I dislike being told that I’m going to hell. I really do. I find it distasteful and more than a little bit rude… but I’ve heard it more times than I care to recall and read it more times than I can count. If I weren’t so very fond of myself I might start to take it personally, but to tell you the truth I’m okay with the powers that be and I think that if there is a higher power that supreme being is pretty okay with me.
I’m a good person. I love my family. I don’t hurt people (when I can help it). I don’t kill anyone. I only lie when it’s totally and completely necessary and I never cheat, not even on my taxes.
I even do things to help the community…
That wasn’t a joke. I sooo volunteer in my community.
So it wasn’t really too much of a surprise today when I headed out to pick K up from school and found laying at my feet on the front porch a golden ticket of sorts:
All I have to do to make it to heaven is follow their 10 easy parts… No problem right?
Part 1: What is the Bible?
well it’s really more of a question than a step but lets see what they have to say…
The Bible is God’s Word. It tells us his law
“The law of the LORD is perfect”
I’ve always felt like maybe “perfect” is a bit of an exaggeration… but hey if all I have to do to get to heaven is accept the perfection of some law that some unseen being has handed down I think we can make that work.
Part 2: What is Sin?
well according to dictionary.com sin is a bad thing…
Sin is breaking God’s law
Right, breaking the law… the one that God set forth… shouldn’t be a problem, after all it says up there that the law of God is perfect…
Lying – I can work on that. I’ll just tell K tomorrow morning that Santa, the Easter Bunny and the Tooth Fairy are mythical creatures made up to cruelly coddle children so that they are horribly disillusioned and spirit broken before they head into their pre-teens.
Cheating – No problem. I hate cheating. My brother used to swear I cheated at Go Fish as a kid because I won almost every time… but I totally NEVER did. I didn’t cheat at Monopoly either… but I think he did.
Cursing – Houston, we have a problem… Cursing? Really??!! Cursing… do you think they mean saying “Oh my God what the hell is wrong with you crazy fucking people, won’t you shut the hell up and stop talking about that stupid TV show” kind of cursing or the “I condemn you to a life of misery and suffering” kind of cursing… because I could totally go my whole life with out cursing someone like Gypsy’s do in storybooks…

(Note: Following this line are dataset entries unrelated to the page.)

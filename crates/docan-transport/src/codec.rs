//! Frame codec for the ISO 15765-2 PCI layout
//!
//! The codec is a plain value copied into every [Connection]; the two
//! shipped presets differ only in their [CodecConfig]:
//!
//! | Preset | Frame length | Padding |
//! |--------|--------------|---------|
//! | [FrameCodec::OPTIMIZED_CLASSICAL] | 8 | none |
//! | [FrameCodec::PADDED_FD] | 64 | `0xCC` |
//!
//! PCI layouts (first payload byte, high nibble = frame type):
//!
//! | Frame | Layout |
//! |-------|--------|
//! | Single | `0L data…` (`00 LL data…` escaped above 7 bytes on FD) |
//! | First | `1L LL data…` (12-bit message size) |
//! | Consecutive | `2N data…` (N = sequence number) |
//! | Flow control | `3S BS STmin` (S: 0 = CTS, 1 = WAIT, 2 = OVFLW) |
//!
//! [Connection]: crate::connection::Connection

use byteorder::{BigEndian, ByteOrder};
use serde::{Deserialize, Serialize};

use crate::types::{FrameIndex, FrameSize, MessageSize};

/// Fill byte for padded frame formats
pub const PADDING_BYTE: u8 = 0xCC;

/// Status nibble of a flow control frame
#[derive(Clone, Copy, Debug, PartialEq, Eq)]
pub enum FlowStatus {
    ClearToSend = 0,
    Wait = 1,
    Overflow = 2,
}

/// A frame decoded from raw data link payload bytes
///
/// Payload slices borrow from the raw frame and are already trimmed to the
/// length announced by the PCI (a first frame's payload is additionally
/// capped to the announced message size).
#[derive(Clone, Copy, Debug, PartialEq, Eq)]
pub enum DecodedFrame<'a> {
    Single {
        data: &'a [u8],
    },
    First {
        message_size: MessageSize,
        data: &'a [u8],
    },
    Consecutive {
        sequence_number: u8,
        data: &'a [u8],
    },
    FlowControl {
        status: FlowStatus,
        block_size: u8,
        encoded_min_separation_time: u8,
    },
}

/// Byte-level layout parameters of a codec
#[derive(Clone, Copy, Debug, PartialEq, Eq, Serialize, Deserialize)]
pub struct CodecConfig {
    /// Total frame length in bytes (8 classical, 64 FD)
    pub max_frame_length: FrameSize,
    /// Pad every encoded frame to `max_frame_length` with [PADDING_BYTE]
    pub padded: bool,
}

#[derive(Clone, Copy, Debug, PartialEq, Eq, Serialize, Deserialize)]
pub struct FrameCodec {
    config: CodecConfig,
}

impl FrameCodec {
    /// Classical CAN, 8 byte frames, frames cut after the last payload byte
    pub const OPTIMIZED_CLASSICAL: FrameCodec = FrameCodec {
        config: CodecConfig {
            max_frame_length: 8,
            padded: false,
        },
    };

    /// CAN FD, 64 byte frames padded with [PADDING_BYTE]
    pub const PADDED_FD: FrameCodec = FrameCodec {
        config: CodecConfig {
            max_frame_length: 64,
            padded: true,
        },
    };

    pub fn new(config: CodecConfig) -> Self {
        Self { config }
    }

    #[inline]
    #[must_use]
    pub fn max_frame_length(&self) -> FrameSize {
        self.config.max_frame_length
    }

    /// Largest payload that still fits a single frame
    #[inline]
    #[must_use]
    pub fn single_frame_payload_capacity(&self) -> FrameSize {
        if self.config.max_frame_length > 8 {
            // two-byte escaped PCI
            self.config.max_frame_length - 2
        } else {
            self.config.max_frame_length - 1
        }
    }

    /// Payload bytes carried by a first frame
    #[inline]
    #[must_use]
    pub fn first_frame_payload_size(&self) -> FrameSize {
        self.config.max_frame_length - 2
    }

    /// Payload bytes carried by a regular (non-final) consecutive frame
    #[inline]
    #[must_use]
    pub fn consecutive_frame_payload_size(&self) -> FrameSize {
        self.config.max_frame_length - 1
    }

    /// Largest message size expressible in a first frame (12-bit length)
    #[inline]
    #[must_use]
    pub fn max_message_size(&self) -> MessageSize {
        0x0FFF
    }

    /// Number of frames a message of `message_size` bytes requires, plus the
    /// regular consecutive frame payload size
    #[must_use]
    pub fn frame_count(&self, message_size: MessageSize) -> (FrameIndex, FrameSize) {
        let consecutive = self.consecutive_frame_payload_size();
        if message_size <= MessageSize::from(self.single_frame_payload_capacity()) {
            return (1, consecutive);
        }
        let remaining = message_size - MessageSize::from(self.first_frame_payload_size());
        let count = 1 + remaining.div_ceil(MessageSize::from(consecutive));
        (count, consecutive)
    }

    pub fn encode_single_frame(&self, data: &[u8], buffer: &mut [u8]) -> eyre::Result<usize> {
        if data.is_empty() || data.len() > usize::from(self.single_frame_payload_capacity()) {
            eyre::bail!(
                "{} bytes don't fit a single frame (max {})",
                data.len(),
                self.single_frame_payload_capacity()
            );
        }
        let header = if data.len() <= 7 {
            buffer[0] = data.len() as u8;
            1
        } else {
            buffer[0] = 0x00;
            buffer[1] = data.len() as u8;
            2
        };
        buffer[header..header + data.len()].copy_from_slice(data);
        Ok(self.padded_length(header + data.len(), buffer))
    }

    pub fn encode_first_frame(
        &self,
        message_size: MessageSize,
        data: &[u8],
        buffer: &mut [u8],
    ) -> eyre::Result<usize> {
        if message_size > self.max_message_size() {
            eyre::bail!("message size {message_size} exceeds the 12-bit first frame length");
        }
        if data.len() != usize::from(self.first_frame_payload_size()) {
            eyre::bail!(
                "first frame payload must be exactly {} bytes, got {}",
                self.first_frame_payload_size(),
                data.len()
            );
        }
        BigEndian::write_u16(&mut buffer[0..2], 0x1000 | message_size);
        buffer[2..2 + data.len()].copy_from_slice(data);
        Ok(2 + data.len())
    }

    pub fn encode_consecutive_frame(
        &self,
        sequence_number: u8,
        data: &[u8],
        buffer: &mut [u8],
    ) -> eyre::Result<usize> {
        if data.is_empty() || data.len() > usize::from(self.consecutive_frame_payload_size()) {
            eyre::bail!(
                "{} bytes don't fit a consecutive frame (max {})",
                data.len(),
                self.consecutive_frame_payload_size()
            );
        }
        buffer[0] = 0x20 | (sequence_number & 0x0F);
        buffer[1..1 + data.len()].copy_from_slice(data);
        Ok(self.padded_length(1 + data.len(), buffer))
    }

    pub fn encode_flow_control(
        &self,
        status: FlowStatus,
        block_size: u8,
        encoded_min_separation_time: u8,
        buffer: &mut [u8],
    ) -> eyre::Result<usize> {
        if buffer.len() < 3 {
            eyre::bail!("flow control frames take 3 bytes, buffer has {}", buffer.len());
        }
        buffer[0] = 0x30 | status as u8;
        buffer[1] = block_size;
        buffer[2] = encoded_min_separation_time;
        Ok(self.padded_length(3, buffer))
    }

    /// Decode a raw frame payload
    ///
    /// Frames with a reserved PCI type or reserved flow status are decode
    /// errors; the caller logs and drops them.
    pub fn decode_frame<'a>(&self, data: &'a [u8]) -> eyre::Result<DecodedFrame<'a>> {
        let Some(&pci) = data.first() else {
            eyre::bail!("empty frame");
        };
        match pci >> 4 {
            0x0 => {
                let short_length = usize::from(pci & 0x0F);
                let (offset, length) = if short_length == 0 {
                    if self.config.max_frame_length <= 8 {
                        eyre::bail!("escaped single frame PCI on a classical frame");
                    }
                    let Some(&escaped) = data.get(1) else {
                        eyre::bail!("truncated escaped single frame");
                    };
                    (2usize, usize::from(escaped))
                } else {
                    (1usize, short_length)
                };
                if length == 0 || data.len() < offset + length {
                    eyre::bail!(
                        "single frame announces {length} payload bytes, {} available",
                        data.len().saturating_sub(offset)
                    );
                }
                Ok(DecodedFrame::Single {
                    data: &data[offset..offset + length],
                })
            }
            0x1 => {
                if data.len() < 3 {
                    eyre::bail!("truncated first frame");
                }
                let message_size = BigEndian::read_u16(&data[0..2]) & 0x0FFF;
                if message_size == 0 {
                    eyre::bail!("32-bit first frame length escape is not supported");
                }
                let end = usize::min(data.len(), 2 + usize::from(message_size));
                Ok(DecodedFrame::First {
                    message_size,
                    data: &data[2..end],
                })
            }
            0x2 => {
                if data.len() < 2 {
                    eyre::bail!("consecutive frame without payload");
                }
                Ok(DecodedFrame::Consecutive {
                    sequence_number: pci & 0x0F,
                    data: &data[1..],
                })
            }
            0x3 => {
                if data.len() < 3 {
                    eyre::bail!("truncated flow control frame");
                }
                let status = match pci & 0x0F {
                    0 => FlowStatus::ClearToSend,
                    1 => FlowStatus::Wait,
                    2 => FlowStatus::Overflow,
                    reserved => eyre::bail!("reserved flow status {reserved:#X}"),
                };
                Ok(DecodedFrame::FlowControl {
                    status,
                    block_size: data[1],
                    encoded_min_separation_time: data[2],
                })
            }
            reserved => eyre::bail!("reserved PCI frame type {reserved:#X}"),
        }
    }

    fn padded_length(&self, length: usize, buffer: &mut [u8]) -> usize {
        if !self.config.padded {
            return length;
        }
        let padded = usize::from(self.config.max_frame_length);
        buffer[length..padded].fill(PADDING_BYTE);
        padded
    }
}

/// Decode an STmin byte into microseconds
///
/// `0x00..=0x7F` encode whole milliseconds, `0xF1..=0xF9` encode
/// 100..900 µs. All reserved values map to the maximum of 127 ms as
/// required by ISO 15765-2.
#[must_use]
pub fn decode_min_separation_time_us(encoded: u8) -> u32 {
    match encoded {
        0x00..=0x7F => u32::from(encoded) * 1000,
        0xF1..=0xF9 => u32::from(encoded - 0xF0) * 100,
        _ => 127_000,
    }
}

I’m not gonna bother with the rest of the pamphlet… I’m pretty sure that on the last page it’s just going to tell me I’m going to hell…
10 thoughts on “at my feet…”
And now i have Judas Priest stuck in my head.Thanks, you fucking heathen.:)
I’m like totally going to hell. Come with me. We don’t want to break up this crazy twosome we have going (like totally).
A golden ticket to hell! WHere do I get one?
Well if you’re gonna be there, how bad can it be?
I think we’re all gonna be there…
Is it ok that I laugh at this post? I mean, you are sooooo not going to hell, though you would make hell very cool, but then it wouldn’t be hell. There is no way they’d let you in.
i loved this and am pissed off that last night’s internet outage prevented me from commenting. hating virgin broadband right now. well, not *right* now as it (touch wood) is working.i love that their multi-step process is just questions. kind of makes you think. no it doesn’t.
Oh, ya gotta love the little Come to Jesus pamphlets, those tight little bursts of theological knowledge, designed to convince the sinner to repent and change his/her ways.
and they just left it on your porch…?!!?oh boy, its pamphlets like that that give believers a bad rep!